- Problem requirements -
All lines in the records below with the word "PollerControl" must be returned.

- Material provided -
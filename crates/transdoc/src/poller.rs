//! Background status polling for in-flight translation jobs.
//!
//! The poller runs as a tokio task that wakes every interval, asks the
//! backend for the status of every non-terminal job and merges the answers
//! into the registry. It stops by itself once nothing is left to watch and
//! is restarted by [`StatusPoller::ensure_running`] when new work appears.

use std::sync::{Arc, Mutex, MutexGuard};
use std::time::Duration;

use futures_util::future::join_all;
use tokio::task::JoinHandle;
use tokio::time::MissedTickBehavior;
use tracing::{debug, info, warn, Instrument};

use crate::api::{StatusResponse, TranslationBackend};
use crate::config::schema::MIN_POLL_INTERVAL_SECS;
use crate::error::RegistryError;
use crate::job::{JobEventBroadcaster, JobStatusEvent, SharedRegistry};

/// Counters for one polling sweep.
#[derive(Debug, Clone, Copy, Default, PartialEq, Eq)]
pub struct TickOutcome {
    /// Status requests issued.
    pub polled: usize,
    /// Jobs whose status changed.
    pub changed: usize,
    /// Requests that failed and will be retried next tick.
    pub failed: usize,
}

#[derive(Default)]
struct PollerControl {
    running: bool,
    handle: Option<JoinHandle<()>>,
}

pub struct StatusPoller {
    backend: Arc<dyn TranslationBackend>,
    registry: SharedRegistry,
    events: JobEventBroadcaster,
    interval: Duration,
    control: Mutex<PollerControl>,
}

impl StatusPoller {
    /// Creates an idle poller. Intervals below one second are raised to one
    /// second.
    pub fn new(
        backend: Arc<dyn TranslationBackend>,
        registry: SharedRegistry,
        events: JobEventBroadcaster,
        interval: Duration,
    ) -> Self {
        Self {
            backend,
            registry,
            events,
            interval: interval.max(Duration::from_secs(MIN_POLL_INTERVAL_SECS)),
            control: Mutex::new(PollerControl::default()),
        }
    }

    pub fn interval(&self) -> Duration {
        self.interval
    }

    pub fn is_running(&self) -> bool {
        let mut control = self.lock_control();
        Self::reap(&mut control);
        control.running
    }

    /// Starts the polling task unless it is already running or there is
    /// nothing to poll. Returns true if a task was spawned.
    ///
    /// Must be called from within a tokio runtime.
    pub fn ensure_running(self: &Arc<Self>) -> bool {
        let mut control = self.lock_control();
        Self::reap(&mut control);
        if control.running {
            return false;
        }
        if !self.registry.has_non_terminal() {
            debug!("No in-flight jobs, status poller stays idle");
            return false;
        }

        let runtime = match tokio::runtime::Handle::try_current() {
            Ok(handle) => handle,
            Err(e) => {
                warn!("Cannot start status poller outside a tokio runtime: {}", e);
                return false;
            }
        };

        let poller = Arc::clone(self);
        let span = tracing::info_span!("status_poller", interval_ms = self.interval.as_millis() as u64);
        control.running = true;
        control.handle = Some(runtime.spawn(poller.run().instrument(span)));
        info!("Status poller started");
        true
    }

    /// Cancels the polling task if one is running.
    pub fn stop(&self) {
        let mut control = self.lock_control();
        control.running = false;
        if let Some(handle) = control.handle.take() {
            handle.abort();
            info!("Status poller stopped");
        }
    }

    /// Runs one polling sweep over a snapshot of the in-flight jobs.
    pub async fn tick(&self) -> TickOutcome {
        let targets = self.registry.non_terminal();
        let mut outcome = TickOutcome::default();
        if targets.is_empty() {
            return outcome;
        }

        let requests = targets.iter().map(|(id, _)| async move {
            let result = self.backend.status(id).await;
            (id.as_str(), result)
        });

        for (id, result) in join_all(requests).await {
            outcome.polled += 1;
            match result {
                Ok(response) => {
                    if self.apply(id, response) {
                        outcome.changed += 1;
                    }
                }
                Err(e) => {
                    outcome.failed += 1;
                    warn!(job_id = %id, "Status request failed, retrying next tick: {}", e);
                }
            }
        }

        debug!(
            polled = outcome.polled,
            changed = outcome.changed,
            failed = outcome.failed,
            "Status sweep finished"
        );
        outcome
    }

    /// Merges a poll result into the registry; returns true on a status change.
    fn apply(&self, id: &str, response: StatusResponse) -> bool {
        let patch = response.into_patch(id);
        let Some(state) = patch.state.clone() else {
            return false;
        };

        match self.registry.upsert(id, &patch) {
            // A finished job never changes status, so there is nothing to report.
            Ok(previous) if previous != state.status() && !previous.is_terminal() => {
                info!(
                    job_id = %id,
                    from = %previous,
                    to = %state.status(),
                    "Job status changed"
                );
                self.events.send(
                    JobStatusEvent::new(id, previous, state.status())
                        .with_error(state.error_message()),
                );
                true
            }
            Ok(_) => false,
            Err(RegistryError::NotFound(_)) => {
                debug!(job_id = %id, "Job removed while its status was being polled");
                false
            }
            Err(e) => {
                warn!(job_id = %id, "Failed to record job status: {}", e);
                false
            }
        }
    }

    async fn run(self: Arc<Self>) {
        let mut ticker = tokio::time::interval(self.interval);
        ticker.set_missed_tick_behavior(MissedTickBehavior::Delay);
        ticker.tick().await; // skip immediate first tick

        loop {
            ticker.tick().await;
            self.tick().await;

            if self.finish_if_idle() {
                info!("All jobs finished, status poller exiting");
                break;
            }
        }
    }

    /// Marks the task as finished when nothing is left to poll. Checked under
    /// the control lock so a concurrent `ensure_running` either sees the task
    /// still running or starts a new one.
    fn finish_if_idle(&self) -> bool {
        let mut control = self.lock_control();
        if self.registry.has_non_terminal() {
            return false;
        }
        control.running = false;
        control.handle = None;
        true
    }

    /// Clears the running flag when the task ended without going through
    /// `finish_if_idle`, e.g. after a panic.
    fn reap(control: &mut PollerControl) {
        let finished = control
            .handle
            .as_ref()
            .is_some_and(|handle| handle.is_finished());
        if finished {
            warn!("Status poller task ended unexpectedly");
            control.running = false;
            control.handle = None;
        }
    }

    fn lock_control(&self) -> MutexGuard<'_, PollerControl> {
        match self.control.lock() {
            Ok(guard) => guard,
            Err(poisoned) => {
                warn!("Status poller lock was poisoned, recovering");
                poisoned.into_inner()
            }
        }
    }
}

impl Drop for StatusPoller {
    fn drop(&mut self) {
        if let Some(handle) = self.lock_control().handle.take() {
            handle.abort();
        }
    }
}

--

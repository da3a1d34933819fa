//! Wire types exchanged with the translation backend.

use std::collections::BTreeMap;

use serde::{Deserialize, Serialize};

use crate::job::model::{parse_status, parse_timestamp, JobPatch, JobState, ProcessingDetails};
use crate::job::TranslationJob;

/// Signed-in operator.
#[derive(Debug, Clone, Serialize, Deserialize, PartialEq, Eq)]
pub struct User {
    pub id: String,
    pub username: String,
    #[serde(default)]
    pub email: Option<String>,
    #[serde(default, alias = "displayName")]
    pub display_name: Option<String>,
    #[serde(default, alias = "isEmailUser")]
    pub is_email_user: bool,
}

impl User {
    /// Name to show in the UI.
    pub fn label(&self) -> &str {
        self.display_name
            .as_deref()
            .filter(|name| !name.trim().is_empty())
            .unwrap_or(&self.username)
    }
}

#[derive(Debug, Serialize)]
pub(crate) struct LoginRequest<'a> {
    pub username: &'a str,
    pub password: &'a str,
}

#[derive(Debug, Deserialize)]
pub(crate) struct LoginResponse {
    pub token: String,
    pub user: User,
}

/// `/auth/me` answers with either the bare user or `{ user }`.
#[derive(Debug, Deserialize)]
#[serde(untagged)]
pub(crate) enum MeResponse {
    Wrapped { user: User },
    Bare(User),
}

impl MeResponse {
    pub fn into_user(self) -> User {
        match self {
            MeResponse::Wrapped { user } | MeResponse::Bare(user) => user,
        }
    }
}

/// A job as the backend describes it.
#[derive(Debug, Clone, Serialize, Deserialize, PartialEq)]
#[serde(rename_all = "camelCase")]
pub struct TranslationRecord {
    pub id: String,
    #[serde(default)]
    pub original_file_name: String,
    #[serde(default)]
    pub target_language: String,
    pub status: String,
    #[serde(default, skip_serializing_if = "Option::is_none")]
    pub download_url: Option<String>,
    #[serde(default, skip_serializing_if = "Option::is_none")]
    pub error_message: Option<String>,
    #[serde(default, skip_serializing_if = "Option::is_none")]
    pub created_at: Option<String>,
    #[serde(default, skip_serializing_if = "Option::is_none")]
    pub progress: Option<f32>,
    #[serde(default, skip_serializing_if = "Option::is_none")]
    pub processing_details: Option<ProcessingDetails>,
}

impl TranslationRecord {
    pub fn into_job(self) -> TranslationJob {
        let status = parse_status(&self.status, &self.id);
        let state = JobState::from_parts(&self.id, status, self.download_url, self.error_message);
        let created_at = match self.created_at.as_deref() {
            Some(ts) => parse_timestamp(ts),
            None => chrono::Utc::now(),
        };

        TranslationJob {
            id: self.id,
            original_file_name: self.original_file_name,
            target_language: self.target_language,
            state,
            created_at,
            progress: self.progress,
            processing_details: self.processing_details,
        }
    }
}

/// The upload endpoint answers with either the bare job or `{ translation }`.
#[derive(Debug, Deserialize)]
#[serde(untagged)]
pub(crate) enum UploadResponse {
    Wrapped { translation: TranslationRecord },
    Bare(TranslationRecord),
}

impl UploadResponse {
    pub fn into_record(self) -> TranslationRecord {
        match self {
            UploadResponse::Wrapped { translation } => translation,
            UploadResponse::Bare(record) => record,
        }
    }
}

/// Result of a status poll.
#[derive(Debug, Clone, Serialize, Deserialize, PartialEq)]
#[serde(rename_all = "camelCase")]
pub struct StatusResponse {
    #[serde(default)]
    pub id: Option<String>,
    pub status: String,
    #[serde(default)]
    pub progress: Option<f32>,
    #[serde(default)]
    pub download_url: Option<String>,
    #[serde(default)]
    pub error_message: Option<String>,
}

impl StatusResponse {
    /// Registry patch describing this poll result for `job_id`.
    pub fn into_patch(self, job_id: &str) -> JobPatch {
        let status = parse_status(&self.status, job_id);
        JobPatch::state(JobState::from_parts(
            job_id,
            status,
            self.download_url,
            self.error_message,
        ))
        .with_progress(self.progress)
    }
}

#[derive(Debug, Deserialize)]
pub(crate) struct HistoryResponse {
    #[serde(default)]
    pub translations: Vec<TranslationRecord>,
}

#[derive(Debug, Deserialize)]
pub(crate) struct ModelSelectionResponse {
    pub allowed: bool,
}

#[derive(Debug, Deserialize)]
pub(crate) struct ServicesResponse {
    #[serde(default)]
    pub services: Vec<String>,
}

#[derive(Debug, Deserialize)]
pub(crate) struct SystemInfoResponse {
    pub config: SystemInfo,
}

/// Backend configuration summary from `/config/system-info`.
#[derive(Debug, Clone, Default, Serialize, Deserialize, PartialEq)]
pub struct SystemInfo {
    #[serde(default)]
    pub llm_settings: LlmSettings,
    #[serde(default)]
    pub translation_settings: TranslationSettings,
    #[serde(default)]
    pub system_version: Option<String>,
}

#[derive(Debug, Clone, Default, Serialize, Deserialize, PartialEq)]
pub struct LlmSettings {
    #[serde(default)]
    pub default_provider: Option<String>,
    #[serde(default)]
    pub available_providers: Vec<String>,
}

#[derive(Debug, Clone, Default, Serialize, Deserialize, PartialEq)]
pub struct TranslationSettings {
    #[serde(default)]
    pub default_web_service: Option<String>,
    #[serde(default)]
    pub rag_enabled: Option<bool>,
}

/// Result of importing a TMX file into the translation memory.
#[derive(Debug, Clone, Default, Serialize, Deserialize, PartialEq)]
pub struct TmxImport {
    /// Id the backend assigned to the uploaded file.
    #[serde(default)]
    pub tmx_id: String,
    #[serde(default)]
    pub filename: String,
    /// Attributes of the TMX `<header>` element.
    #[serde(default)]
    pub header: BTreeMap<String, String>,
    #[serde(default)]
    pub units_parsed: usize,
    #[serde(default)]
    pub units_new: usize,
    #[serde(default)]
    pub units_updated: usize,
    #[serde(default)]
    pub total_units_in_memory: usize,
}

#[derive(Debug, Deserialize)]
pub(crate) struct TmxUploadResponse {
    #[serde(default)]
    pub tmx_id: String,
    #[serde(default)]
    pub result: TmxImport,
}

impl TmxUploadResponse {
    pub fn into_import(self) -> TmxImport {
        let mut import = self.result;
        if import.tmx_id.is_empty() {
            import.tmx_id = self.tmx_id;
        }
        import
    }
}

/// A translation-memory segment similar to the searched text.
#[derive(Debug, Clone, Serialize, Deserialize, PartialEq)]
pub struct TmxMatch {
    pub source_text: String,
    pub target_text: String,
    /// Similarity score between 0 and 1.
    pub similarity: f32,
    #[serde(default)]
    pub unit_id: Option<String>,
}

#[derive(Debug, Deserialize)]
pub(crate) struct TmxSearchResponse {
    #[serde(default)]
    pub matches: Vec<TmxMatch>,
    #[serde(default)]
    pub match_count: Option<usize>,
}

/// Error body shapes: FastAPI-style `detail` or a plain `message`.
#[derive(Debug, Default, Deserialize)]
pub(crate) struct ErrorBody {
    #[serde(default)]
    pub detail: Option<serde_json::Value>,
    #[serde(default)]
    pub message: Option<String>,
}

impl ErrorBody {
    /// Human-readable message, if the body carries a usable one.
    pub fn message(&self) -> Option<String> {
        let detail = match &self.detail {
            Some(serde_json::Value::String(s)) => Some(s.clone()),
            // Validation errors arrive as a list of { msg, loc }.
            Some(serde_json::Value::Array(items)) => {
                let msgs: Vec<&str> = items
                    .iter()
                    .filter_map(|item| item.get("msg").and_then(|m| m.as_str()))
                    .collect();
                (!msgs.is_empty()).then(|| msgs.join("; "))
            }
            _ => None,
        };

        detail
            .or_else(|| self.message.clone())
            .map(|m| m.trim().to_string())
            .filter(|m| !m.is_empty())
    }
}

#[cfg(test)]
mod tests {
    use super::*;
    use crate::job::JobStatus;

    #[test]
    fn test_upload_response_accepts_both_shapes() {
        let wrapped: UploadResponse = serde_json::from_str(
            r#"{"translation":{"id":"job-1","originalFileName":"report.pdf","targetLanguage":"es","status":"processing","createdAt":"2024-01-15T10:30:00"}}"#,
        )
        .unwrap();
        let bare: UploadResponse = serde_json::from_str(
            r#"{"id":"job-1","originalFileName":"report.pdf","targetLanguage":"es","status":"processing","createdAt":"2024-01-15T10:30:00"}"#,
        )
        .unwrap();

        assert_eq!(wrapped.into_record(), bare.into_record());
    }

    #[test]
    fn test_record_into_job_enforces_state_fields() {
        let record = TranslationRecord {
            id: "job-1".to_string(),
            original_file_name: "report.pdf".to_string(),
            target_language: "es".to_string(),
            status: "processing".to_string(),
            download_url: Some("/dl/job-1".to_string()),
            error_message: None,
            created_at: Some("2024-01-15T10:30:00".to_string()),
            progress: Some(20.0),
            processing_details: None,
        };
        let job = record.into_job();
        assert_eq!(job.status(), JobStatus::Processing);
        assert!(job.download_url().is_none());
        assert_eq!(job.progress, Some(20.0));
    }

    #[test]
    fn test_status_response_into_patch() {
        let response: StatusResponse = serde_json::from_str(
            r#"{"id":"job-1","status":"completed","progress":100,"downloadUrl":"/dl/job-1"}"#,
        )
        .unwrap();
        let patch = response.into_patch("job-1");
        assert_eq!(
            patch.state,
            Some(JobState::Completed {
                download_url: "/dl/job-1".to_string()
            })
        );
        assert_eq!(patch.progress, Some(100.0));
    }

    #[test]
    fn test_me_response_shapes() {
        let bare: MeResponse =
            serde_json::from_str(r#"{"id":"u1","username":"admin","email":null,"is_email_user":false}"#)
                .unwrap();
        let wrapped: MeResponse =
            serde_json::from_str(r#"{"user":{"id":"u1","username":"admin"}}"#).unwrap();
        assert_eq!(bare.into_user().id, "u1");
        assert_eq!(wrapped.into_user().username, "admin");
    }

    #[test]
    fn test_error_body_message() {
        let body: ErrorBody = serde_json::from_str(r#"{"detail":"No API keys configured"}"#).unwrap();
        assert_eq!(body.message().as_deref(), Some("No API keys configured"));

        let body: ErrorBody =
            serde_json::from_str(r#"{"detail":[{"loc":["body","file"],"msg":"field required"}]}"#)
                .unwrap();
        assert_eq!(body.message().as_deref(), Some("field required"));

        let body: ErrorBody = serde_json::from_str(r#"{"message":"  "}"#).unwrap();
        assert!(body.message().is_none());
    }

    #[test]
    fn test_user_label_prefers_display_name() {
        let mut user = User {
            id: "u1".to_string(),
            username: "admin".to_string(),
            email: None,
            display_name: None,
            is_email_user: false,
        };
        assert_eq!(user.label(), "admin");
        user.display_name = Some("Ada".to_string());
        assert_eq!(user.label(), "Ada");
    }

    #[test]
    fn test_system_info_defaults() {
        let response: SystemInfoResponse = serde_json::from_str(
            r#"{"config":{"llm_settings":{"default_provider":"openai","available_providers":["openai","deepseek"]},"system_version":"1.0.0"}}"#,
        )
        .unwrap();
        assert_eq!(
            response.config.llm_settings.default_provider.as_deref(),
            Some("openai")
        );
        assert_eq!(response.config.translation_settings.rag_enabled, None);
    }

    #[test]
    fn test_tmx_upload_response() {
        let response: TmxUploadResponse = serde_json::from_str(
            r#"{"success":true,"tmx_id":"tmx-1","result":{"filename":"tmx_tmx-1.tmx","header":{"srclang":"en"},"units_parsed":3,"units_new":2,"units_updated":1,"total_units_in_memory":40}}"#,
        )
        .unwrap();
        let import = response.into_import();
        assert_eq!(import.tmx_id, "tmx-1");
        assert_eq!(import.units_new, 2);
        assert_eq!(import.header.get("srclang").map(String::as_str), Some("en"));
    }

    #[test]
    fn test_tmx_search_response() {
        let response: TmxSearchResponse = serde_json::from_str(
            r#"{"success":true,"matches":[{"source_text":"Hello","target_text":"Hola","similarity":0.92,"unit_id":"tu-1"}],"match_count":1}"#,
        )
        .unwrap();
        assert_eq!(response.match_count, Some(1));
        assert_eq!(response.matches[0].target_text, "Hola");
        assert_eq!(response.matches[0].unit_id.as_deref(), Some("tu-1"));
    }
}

- Response -
struct PollerControl {
    control: Mutex<PollerControl>,
            control: Mutex::new(PollerControl::default()),
    fn reap(control: &mut PollerControl) {
    fn lock_control(&self) -> MutexGuard<'_, PollerControl> {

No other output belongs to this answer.